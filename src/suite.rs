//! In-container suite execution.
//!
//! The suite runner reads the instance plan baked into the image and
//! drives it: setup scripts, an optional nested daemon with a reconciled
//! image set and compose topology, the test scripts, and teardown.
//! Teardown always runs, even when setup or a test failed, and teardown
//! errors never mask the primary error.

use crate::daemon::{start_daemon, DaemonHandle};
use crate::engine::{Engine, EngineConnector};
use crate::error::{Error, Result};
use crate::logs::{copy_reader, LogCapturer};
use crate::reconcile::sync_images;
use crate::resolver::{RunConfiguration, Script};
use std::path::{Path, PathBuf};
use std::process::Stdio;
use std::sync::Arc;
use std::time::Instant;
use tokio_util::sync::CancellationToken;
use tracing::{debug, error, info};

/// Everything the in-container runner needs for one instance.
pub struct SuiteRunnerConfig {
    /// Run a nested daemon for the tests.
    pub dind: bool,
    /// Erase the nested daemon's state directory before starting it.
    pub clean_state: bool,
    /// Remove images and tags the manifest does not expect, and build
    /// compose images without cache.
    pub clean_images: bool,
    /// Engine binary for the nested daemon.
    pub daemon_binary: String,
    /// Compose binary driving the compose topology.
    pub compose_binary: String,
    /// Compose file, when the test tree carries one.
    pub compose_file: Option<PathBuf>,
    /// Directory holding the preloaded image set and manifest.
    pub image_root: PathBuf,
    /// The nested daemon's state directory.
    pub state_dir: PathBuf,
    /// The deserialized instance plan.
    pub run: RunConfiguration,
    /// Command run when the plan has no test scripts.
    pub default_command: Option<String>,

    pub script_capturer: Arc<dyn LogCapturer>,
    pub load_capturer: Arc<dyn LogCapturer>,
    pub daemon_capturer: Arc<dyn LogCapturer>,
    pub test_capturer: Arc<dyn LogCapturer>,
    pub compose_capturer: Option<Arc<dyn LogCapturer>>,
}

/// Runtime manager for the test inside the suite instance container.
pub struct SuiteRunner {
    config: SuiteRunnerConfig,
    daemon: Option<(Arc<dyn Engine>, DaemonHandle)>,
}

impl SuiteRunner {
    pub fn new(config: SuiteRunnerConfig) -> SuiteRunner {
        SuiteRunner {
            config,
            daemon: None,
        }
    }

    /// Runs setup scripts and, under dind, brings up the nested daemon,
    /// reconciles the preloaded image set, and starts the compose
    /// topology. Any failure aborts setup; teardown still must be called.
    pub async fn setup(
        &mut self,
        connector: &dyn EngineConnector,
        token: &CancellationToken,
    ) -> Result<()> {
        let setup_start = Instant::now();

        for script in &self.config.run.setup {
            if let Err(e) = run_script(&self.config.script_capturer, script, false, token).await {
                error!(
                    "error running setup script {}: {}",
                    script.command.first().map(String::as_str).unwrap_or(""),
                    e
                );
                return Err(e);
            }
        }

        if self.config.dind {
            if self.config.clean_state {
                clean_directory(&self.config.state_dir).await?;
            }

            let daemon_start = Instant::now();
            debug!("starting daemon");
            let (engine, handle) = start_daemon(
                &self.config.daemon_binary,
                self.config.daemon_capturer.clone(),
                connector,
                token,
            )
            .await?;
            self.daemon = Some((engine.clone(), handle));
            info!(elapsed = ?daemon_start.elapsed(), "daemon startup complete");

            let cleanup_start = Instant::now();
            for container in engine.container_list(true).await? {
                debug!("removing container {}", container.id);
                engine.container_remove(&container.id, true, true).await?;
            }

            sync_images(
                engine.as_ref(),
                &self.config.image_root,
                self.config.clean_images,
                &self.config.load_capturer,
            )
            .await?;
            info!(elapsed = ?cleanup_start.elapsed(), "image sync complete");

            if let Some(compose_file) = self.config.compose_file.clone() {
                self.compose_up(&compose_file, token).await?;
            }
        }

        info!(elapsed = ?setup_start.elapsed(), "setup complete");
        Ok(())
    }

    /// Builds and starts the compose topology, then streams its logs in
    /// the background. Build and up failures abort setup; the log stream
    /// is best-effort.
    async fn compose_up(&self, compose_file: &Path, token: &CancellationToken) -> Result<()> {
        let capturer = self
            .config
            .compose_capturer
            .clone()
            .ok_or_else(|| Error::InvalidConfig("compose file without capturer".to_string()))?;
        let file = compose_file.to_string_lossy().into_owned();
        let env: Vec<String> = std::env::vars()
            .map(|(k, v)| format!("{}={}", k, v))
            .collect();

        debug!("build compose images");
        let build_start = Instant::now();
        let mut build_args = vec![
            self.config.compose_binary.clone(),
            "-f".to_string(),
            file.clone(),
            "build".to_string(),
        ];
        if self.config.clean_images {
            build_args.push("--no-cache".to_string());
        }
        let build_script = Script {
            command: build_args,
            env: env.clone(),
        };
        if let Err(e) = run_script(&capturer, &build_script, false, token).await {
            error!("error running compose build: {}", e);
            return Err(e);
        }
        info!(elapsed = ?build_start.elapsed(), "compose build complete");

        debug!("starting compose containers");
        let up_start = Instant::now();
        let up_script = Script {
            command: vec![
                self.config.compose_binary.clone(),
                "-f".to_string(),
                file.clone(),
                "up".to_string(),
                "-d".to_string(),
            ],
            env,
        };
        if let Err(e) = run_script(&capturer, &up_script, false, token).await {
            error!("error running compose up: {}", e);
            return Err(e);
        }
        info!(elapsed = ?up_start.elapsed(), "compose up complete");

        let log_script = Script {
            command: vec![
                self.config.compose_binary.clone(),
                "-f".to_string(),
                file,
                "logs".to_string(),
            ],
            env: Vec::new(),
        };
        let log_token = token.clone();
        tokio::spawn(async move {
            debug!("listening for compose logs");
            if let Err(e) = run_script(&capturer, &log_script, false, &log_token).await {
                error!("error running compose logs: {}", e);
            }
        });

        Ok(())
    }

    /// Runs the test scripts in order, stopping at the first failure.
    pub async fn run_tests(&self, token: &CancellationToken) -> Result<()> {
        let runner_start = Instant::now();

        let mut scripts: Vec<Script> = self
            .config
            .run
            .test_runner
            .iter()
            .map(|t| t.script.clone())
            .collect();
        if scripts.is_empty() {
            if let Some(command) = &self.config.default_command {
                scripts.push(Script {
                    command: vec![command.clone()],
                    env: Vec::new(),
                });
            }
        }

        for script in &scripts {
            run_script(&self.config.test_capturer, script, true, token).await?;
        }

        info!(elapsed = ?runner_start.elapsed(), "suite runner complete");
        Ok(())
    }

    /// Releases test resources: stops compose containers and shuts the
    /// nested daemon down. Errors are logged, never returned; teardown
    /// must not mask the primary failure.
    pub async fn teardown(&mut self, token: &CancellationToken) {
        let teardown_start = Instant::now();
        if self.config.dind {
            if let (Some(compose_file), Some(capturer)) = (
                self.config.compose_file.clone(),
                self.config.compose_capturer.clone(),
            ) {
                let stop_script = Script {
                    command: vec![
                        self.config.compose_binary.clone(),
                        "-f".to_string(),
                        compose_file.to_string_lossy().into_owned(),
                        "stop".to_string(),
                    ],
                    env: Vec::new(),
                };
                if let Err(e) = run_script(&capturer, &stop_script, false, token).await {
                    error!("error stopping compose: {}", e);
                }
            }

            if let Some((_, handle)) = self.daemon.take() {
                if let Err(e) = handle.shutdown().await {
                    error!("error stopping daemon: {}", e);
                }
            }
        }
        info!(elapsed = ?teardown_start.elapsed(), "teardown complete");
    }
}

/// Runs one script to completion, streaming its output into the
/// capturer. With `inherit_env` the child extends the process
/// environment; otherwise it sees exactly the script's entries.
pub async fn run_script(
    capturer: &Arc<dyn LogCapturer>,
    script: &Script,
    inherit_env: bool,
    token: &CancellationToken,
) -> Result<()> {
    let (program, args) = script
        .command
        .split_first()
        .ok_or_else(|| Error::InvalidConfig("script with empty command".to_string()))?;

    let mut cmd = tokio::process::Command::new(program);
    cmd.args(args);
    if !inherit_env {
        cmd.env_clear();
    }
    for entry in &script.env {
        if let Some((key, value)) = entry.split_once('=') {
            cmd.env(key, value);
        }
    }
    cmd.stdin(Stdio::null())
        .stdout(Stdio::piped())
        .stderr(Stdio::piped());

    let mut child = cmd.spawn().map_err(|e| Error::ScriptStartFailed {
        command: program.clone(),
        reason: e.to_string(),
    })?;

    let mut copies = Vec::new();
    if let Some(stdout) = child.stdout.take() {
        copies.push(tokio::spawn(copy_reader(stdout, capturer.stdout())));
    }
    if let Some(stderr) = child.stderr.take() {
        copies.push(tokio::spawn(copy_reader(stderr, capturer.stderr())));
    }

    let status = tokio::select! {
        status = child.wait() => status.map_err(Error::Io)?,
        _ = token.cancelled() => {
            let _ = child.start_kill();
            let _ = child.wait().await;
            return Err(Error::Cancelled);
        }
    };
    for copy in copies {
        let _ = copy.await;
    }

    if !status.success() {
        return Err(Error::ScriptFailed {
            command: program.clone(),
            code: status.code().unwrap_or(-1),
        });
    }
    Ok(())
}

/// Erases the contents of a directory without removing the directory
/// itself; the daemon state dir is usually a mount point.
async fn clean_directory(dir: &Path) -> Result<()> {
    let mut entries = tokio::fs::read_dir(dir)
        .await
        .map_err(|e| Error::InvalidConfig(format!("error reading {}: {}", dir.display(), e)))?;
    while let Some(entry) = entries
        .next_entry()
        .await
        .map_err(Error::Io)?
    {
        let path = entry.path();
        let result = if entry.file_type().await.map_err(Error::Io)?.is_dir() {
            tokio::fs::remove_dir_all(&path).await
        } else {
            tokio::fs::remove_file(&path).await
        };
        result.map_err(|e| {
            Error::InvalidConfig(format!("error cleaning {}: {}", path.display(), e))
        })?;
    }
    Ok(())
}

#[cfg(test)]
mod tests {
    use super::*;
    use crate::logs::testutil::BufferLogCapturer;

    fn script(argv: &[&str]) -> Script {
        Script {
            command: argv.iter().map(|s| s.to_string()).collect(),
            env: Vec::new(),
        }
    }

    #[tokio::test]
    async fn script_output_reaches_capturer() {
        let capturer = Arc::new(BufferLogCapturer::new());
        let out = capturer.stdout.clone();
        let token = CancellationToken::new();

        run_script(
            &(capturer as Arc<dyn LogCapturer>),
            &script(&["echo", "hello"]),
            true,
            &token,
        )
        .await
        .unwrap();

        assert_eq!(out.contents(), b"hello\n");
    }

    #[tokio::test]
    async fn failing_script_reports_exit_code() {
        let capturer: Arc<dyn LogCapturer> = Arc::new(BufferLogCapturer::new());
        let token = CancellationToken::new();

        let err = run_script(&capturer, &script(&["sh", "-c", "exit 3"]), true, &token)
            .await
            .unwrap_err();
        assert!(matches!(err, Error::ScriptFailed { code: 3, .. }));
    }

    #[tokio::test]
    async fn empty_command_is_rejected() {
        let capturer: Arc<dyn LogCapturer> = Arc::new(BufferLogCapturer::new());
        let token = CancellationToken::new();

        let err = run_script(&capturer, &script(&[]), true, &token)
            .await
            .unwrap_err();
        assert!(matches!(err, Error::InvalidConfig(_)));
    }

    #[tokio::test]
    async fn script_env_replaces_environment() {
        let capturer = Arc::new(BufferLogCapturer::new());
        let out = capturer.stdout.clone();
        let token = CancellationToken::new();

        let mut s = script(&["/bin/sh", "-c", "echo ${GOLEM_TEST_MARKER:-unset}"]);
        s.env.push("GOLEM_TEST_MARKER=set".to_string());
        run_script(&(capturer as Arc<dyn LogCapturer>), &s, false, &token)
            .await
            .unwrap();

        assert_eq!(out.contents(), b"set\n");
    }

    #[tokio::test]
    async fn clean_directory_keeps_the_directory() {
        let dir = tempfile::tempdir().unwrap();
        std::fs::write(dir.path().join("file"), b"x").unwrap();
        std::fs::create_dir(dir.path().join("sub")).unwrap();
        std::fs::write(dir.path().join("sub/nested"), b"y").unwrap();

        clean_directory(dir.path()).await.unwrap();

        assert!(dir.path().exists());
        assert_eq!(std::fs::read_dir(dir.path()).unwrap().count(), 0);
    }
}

+ + +

TASK TO COMPLETE
Show all of the lines above in which "struct" is present.

RESULT OF THIS TASK
pub struct SuiteRunnerConfig {
pub struct SuiteRunner {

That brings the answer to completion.